▶ [Exercise aim] Using the listing below, retype exactly the lines starting at the one with "E::update_many()" and ending at the one with "the commit stage.", and include both.

▶ [Stored data]
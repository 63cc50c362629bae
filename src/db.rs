use crate::config::AppConfig;
use crate::errors::ServiceError;
use futures::future::BoxFuture;
use metrics::{counter, gauge, histogram};
use sea_orm::{
    sea_query::Expr, ColumnTrait, ConnectOptions, ConnectionTrait, Database, DatabaseConnection,
    DatabaseTransaction, DbBackend, DbErr, EntityTrait, QueryFilter, TransactionTrait,
};
use sea_orm_migration::MigratorTrait;
use std::time::{Duration, Instant};
use tracing::{debug, error, info, warn};
use uuid::Uuid;

/// Type alias for a database connection pool
pub type DbPool = DatabaseConnection;

/// Configuration for database connection
#[derive(Debug, Clone)]
pub struct DbConfig {
    /// Database connection URL
    pub url: String,
    /// Maximum number of connections
    pub max_connections: u32,
    /// Minimum number of connections
    pub min_connections: u32,
    /// Connection timeout duration
    pub connect_timeout: Duration,
    /// Idle timeout duration
    pub idle_timeout: Duration,
    /// Acquire connection timeout
    pub acquire_timeout: Duration,
    /// Log every statement through sqlx
    pub sqlx_logging: bool,
}

impl Default for DbConfig {
    fn default() -> Self {
        Self {
            url: String::new(),
            max_connections: 10,
            min_connections: 1,
            connect_timeout: Duration::from_secs(30),
            idle_timeout: Duration::from_secs(600),
            acquire_timeout: Duration::from_secs(8),
            sqlx_logging: true,
        }
    }
}

impl DbConfig {
    /// Single-connection pool, used for SQLite test databases.
    pub fn single_connection(url: impl Into<String>) -> Self {
        Self {
            url: url.into(),
            max_connections: 1,
            min_connections: 1,
            sqlx_logging: false,
            ..Default::default()
        }
    }
}

impl From<&AppConfig> for DbConfig {
    fn from(cfg: &AppConfig) -> Self {
        Self {
            url: cfg.database_url.clone(),
            max_connections: cfg.db_max_connections,
            min_connections: cfg.db_min_connections,
            connect_timeout: Duration::from_secs(cfg.db_connect_timeout_secs),
            idle_timeout: Duration::from_secs(cfg.db_idle_timeout_secs),
            acquire_timeout: Duration::from_secs(cfg.db_acquire_timeout_secs),
            sqlx_logging: cfg.is_development(),
        }
    }
}

/// Establishes a connection pool to the database with custom configuration
///
/// # Errors
/// Returns `ServiceError::DatabaseError` if the connection cannot be established
pub async fn establish_connection_with_config(config: &DbConfig) -> Result<DbPool, ServiceError> {
    debug!(
        max_connections = config.max_connections,
        min_connections = config.min_connections,
        "Configuring database connection"
    );

    let mut opt = ConnectOptions::new(config.url.clone());
    opt.max_connections(config.max_connections)
        .min_connections(config.min_connections)
        .connect_timeout(config.connect_timeout)
        .acquire_timeout(config.acquire_timeout)
        .idle_timeout(config.idle_timeout)
        .sqlx_logging(config.sqlx_logging);

    gauge!("bengkel_db.max_connections", config.max_connections as f64);

    info!(
        "Connecting to database with max_connections={}",
        config.max_connections
    );

    let db_pool = Database::connect(opt).await.map_err(|e| {
        error!("Database connection establishment failed: {}", e);
        ServiceError::db_error(e)
    })?;

    info!("Database connection pool established successfully");
    Ok(db_pool)
}

/// Establish DB pool using AppConfig tuning
pub async fn establish_connection_from_app_config(cfg: &AppConfig) -> Result<DbPool, ServiceError> {
    let db_cfg: DbConfig = cfg.into();
    establish_connection_with_config(&db_cfg).await
}

/// SQLite has no `SELECT ... FOR UPDATE`; writers are serialized by the database lock instead.
pub fn supports_row_locks<C: ConnectionTrait>(db: &C) -> bool {
    !matches!(db.get_database_backend(), DbBackend::Sqlite)
}

/// Makes the open transaction the database writer before it reads anything. No-op
/// outside SQLite.
///
/// A deferred SQLite transaction that has already read cannot upgrade to a writer while
/// another connection holds the write lock: the upgrade fails with `SQLITE_BUSY` at once
/// instead of waiting on the busy timeout. A first statement that writes (touching
/// `touch` on the rows in `ids`, whether or not any exist) takes the lock up front, so a
/// competing writer queues here instead.
pub async fn claim_writer<E, C>(
    txn: &C,
    touch: E::Column,
    key: E::Column,
    ids: &[i32],
) -> Result<(), DbErr>
where
    E: EntityTrait,
    C: ConnectionTrait,
{
    if txn.get_database_backend() != DbBackend::Sqlite {
        return Ok(());
    }

    E::update_many()
        .col_expr(touch, Expr::col(touch).into())
        .filter(key.is_in(ids.iter().copied()))
        .exec(txn)
        .await
        .map(|_| ())
}

/// Runs `f` inside a database transaction, recording duration and outcome metrics.
///
/// The transaction commits when `f` returns `Ok` and rolls back otherwise. Failing to
/// begin or commit surfaces as a persistence error of the commit stage.
pub async fn transaction<F, T>(db: &DbPool, operation: &'static str, f: F) -> Result<T, ServiceError>
where
    F: for<'a> FnOnce(&'a DatabaseTransaction) -> BoxFuture<'a, Result<T, ServiceError>> + Send,
    T: Send,
{
    let transaction_id = Uuid::new_v4();
    let start = Instant::now();

    debug!(transaction_id = %transaction_id, operation, "Starting database transaction");
    counter!("bengkel_db.transaction.started", 1, "operation" => operation);

    let result = db
        .transaction::<_, T, ServiceError>(f)
        .await
        .map_err(ServiceError::from);

    let elapsed = start.elapsed();
    histogram!("bengkel_db.transaction.duration", elapsed, "operation" => operation);

    match &result {
        Ok(_) => {
            counter!("bengkel_db.transaction.committed", 1, "operation" => operation);
            debug!(transaction_id = %transaction_id, "Transaction committed in {:?}", elapsed);
        }
        Err(e) => {
            counter!("bengkel_db.transaction.rolled_back", 1, "operation" => operation);
            warn!(
                transaction_id = %transaction_id,
                kind = e.kind(),
                "Transaction rolled back after {:?}",
                elapsed
            );
        }
    }

    result
}

/// Runs database migrations
///
/// # Errors
/// Returns `ServiceError::DatabaseError` if migrations fail to execute
pub async fn run_migrations(pool: &DbPool) -> Result<(), ServiceError> {
    info!("Running database migrations");
    let start = Instant::now();

    let result = crate::migrator::Migrator::up(pool, None)
        .await
        .map_err(ServiceError::db_error);

    let elapsed = start.elapsed();
    match &result {
        Ok(_) => info!(
            "Database migrations completed successfully in {:?}",
            elapsed
        ),
        Err(e) => error!("Database migrations failed after {:?}: {}", elapsed, e),
    }

    result
}

/// Checks if the database connection is active
pub async fn check_connection(pool: &DbPool) -> Result<Duration, ServiceError> {
    debug!("Checking database connection");
    let start = Instant::now();

    let result = pool.ping().await.map_err(ServiceError::db_error);

    let elapsed = start.elapsed();
    match &result {
        Ok(_) => {
            debug!("Database connection check successful in {:?}", elapsed);
            gauge!("bengkel_db.connection_latency", elapsed.as_millis() as f64);
        }
        Err(e) => {
            error!(
                "Database connection check failed after {:?}: {}",
                elapsed, e
            );
            counter!("bengkel_db.connection_failures", 1);
        }
    }

    result.map(|_| elapsed)
}

/// Closes the database connection pool
pub async fn close_pool(pool: DbPool) -> Result<(), ServiceError> {
    info!("Closing database connection pool");
    pool.close().await.map_err(ServiceError::db_error)
}
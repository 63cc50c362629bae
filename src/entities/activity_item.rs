use chrono::{DateTime, Utc};
use rust_decimal::Decimal;
use sea_orm::entity::prelude::*;
use serde::{Deserialize, Serialize};

/// Line item of an activity. Prices are snapshots taken when the activity was
/// recorded and are never recomputed.
#[derive(Clone, Debug, PartialEq, DeriveEntityModel, Serialize, Deserialize)]
#[sea_orm(table_name = "activity_items")]
pub struct Model {
    #[sea_orm(primary_key)]
    pub id: i32,

    pub activity_id: i32,

    pub product_id: i32,

    pub quantity: i32,

    #[sea_orm(column_type = "Decimal(Some((12, 2)))")]
    pub price_at_time: Decimal,

    #[sea_orm(column_type = "Decimal(Some((12, 2)))")]
    pub discount_amount: Decimal,

    #[sea_orm(column_type = "Decimal(Some((12, 2)))")]
    pub final_price: Decimal,

    pub created_at: DateTime<Utc>,
    pub updated_at: DateTime<Utc>,
    #[serde(skip_serializing_if = "Option::is_none")]
    pub deleted_at: Option<DateTime<Utc>>,
}

#[derive(Copy, Clone, Debug, EnumIter, DeriveRelation)]
pub enum Relation {
    #[sea_orm(
        belongs_to = "super::activity::Entity",
        from = "Column::ActivityId",
        to = "super::activity::Column::Id",
        on_delete = "Cascade"
    )]
    Activity,
    #[sea_orm(
        belongs_to = "super::product::Entity",
        from = "Column::ProductId",
        to = "super::product::Column::Id",
        on_delete = "Restrict"
    )]
    Product,
    #[sea_orm(has_many = "super::stock_ledger_entry::Entity")]
    StockLedgerEntry,
}

impl Related<super::activity::Entity> for Entity {
    fn to() -> RelationDef {
        Relation::Activity.def()
    }
}

impl Related<super::product::Entity> for Entity {
    fn to() -> RelationDef {
        Relation::Product.def()
    }
}

impl Related<super::stock_ledger_entry::Entity> for Entity {
    fn to() -> RelationDef {
        Relation::StockLedgerEntry.def()
    }
}

impl ActiveModelBehavior for ActiveModel {}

▶ [Result of the exercise]
    E::update_many()
        .col_expr(touch, Expr::col(touch).into())
        .filter(key.is_in(ids.iter().copied()))
        .exec(txn)
        .await
        .map(|_| ())
}

/// Runs `f` inside a database transaction, recording duration and outcome metrics.
///
/// The transaction commits when `f` returns `Ok` and rolls back otherwise. Failing to
/// begin or commit surfaces as a persistence error of the commit stage.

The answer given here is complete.